Le ministre de la Santé, Mattéi, justifie d'ailleurs le récent déremboursement de plusieurs dizaines de médicaments (dans une interview publiée par Libération le 30 juillet) en affirmant qu'ils n'avaient "plus leur place dans la pharmacopée". Mais si cela est vrai, pourquoi les dérembourser, et ne pas les retirer du marché? Curieusement, d'ailleurs, ces déremboursements ont épargné les produits homéopathiques, qui n'ont jamais fait la preuve scientifique de leur activité (ce qui serait impossible, d'après les tenants de l'homéopathie, qui prétendent soigner un malade et non pas une maladie), ce qui prouve bien que le problème de l'efficacité ou pas des produits déremboursés est bien le dernier souci du ministère. Comme le montre aussi la dernière idée de Mattéi qui serait d'imposer, en plus du ticket modérateur, un forfait d'un euro à la charge du malade (non remboursable par les mutuelles) pour tout médicament délivré, indépendamment du "service médical rendu".

Mais le plus scandaleux, dans ce qui a été publié du rapport de la Cour des comptes, est peut-être ce qui concerne la maladie d'Alzheimer, dont Le Parisien nous dit qu'elle touche un Français de plus de 75 ans sur cinq, et à propos de laquelle cette Cour lancerait un cri d'alerte, car "rien que pour soigner les patients aujourd'hui recensés (la dépense de médicaments) pourrait passer progressivement de 110 millions d'euros en 2002 à un milliard". Mais s'il y a un cri d'alerte à lancer, c'est d'abord sur le fait qu'actuellement rien ou presque n'existe pour prendre décemment en charge cette maladie, dont le poids retombe sur la famille, c'est-à-dire sur un conjoint le plus souvent aussi âgé qu'eux. Evidemment, dans les familles de la bourgeoisie, l'argent permet de régler ces problèmes. Mais pour les plus pauvres, ils constituent une catastrophe.

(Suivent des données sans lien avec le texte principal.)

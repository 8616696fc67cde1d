//! Vector similarity and recency decay
//!
//! Both are selectable in configuration. Scores handed to the retrieval
//! engine are always clamped into `[0, 1]` so that relevance and recency can
//! be blended linearly.

use crate::error::{Error, Result};
use serde::{Deserialize, Serialize};

/// Similarity measure between two embeddings
#[derive(Debug, Clone, Copy, PartialEq, Eq, Serialize, Deserialize, Default)]
#[serde(rename_all = "snake_case")]
pub enum SimilarityMetric {
    /// Cosine of the angle between the vectors
    #[default]
    Cosine,
    /// Raw dot product; meaningful for pre-normalized embeddings
    Dot,
}

impl SimilarityMetric {
    /// Raw similarity. Cosine of a zero vector is 0.
    pub fn raw(&self, a: &[f32], b: &[f32]) -> f32 {
        match self {
            Self::Cosine => cosine(a, b),
            Self::Dot => dot(a, b),
        }
    }

    /// Similarity clamped into `[0, 1]`; NaN maps to 0.
    pub fn score(&self, a: &[f32], b: &[f32]) -> f32 {
        let s = self.raw(a, b);
        if s.is_nan() {
            0.0
        } else {
            s.clamp(0.0, 1.0)
        }
    }
}

/// Dot product over the shared prefix of two slices
pub fn dot(a: &[f32], b: &[f32]) -> f32 {
    a.iter().zip(b.iter()).map(|(x, y)| x * y).sum()
}

/// Cosine similarity in `[-1, 1]`
pub fn cosine(a: &[f32], b: &[f32]) -> f32 {
    let na = dot(a, a).sqrt();
    let nb = dot(b, b).sqrt();
    if na == 0.0 || nb == 0.0 {
        return 0.0;
    }
    dot(a, b) / (na * nb)
}

/// Recency decay over entry age
#[derive(Debug, Clone, Copy, PartialEq, Serialize, Deserialize)]
#[serde(tag = "kind", rename_all = "snake_case")]
pub enum RecencyDecay {
    /// Score halves every `half_life_secs`
    Exponential { half_life_secs: u64 },
    /// Score falls linearly to zero at `horizon_secs`
    Linear { horizon_secs: u64 },
}

impl Default for RecencyDecay {
    fn default() -> Self {
        Self::Exponential {
            half_life_secs: 24 * 60 * 60,
        }
    }
}

impl RecencyDecay {
    /// Recency score in `[0, 1]` for an entry of the given age.
    ///
    /// Negative ages (clock skew) are treated as brand new.
    pub fn score(&self, age_secs: f64) -> f32 {
        let age = age_secs.max(0.0);
        let s = match *self {
            Self::Exponential { half_life_secs } => {
                (-(std::f64::consts::LN_2) * age / half_life_secs as f64).exp()
            }
            Self::Linear { horizon_secs } => 1.0 - age / horizon_secs as f64,
        };
        s.clamp(0.0, 1.0) as f32
    }

    pub fn validate(&self) -> Result<()> {
        match *self {
            Self::Exponential { half_life_secs: 0 } => Err(Error::Config(
                "memory.recency_decay.half_life_secs must be > 0".into(),
            )),
            Self::Linear { horizon_secs: 0 } => Err(Error::Config(
                "memory.recency_decay.horizon_secs must be > 0".into(),
            )),
            _ => Ok(()),
        }
    }
}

Il y a dans ce qui a été cité du rapport de la Cour des comptes des relents de la manière dont les nazis parlaient des "bouches inutiles". Bien sûr personne, dans notre société, ne propose de les faire disparaître. Mais la logique qui fait passer les bénéfices des trusts avant la santé de la population est la même, parce que c'est celle du capitalisme. Car c'est bien de cela qu'il s'agit, les attaques contre la Sécurité sociale n'ayant pour but que de mettre à la disposition de l'État des moyens d'être encore plus généreux avec le grand patronat.

La situation actuelle démontre que le progrès social n'est pas une conséquence naturelle du développement économique. Quand la bourgeoisie croit qu'elle peut reprendre sans risque ce qu'elle a concédé en d'autres temps pour acheter la paix sociale, elle n'hésite pas à le faire. Aujourd'hui, elle se sent la possibilité de le faire, parce que le chômage (et les désillusions apportées par des gouvernements qui se disaient de gauche) a démoralisé les travailleurs. Mais il n'est pas sûr qu'elle ne se trompe pas dans ses calculs. Car il suffit de voir et d'entendre le baron Seillière pour se convaincre que la lutte des classes, cela existe vraiment!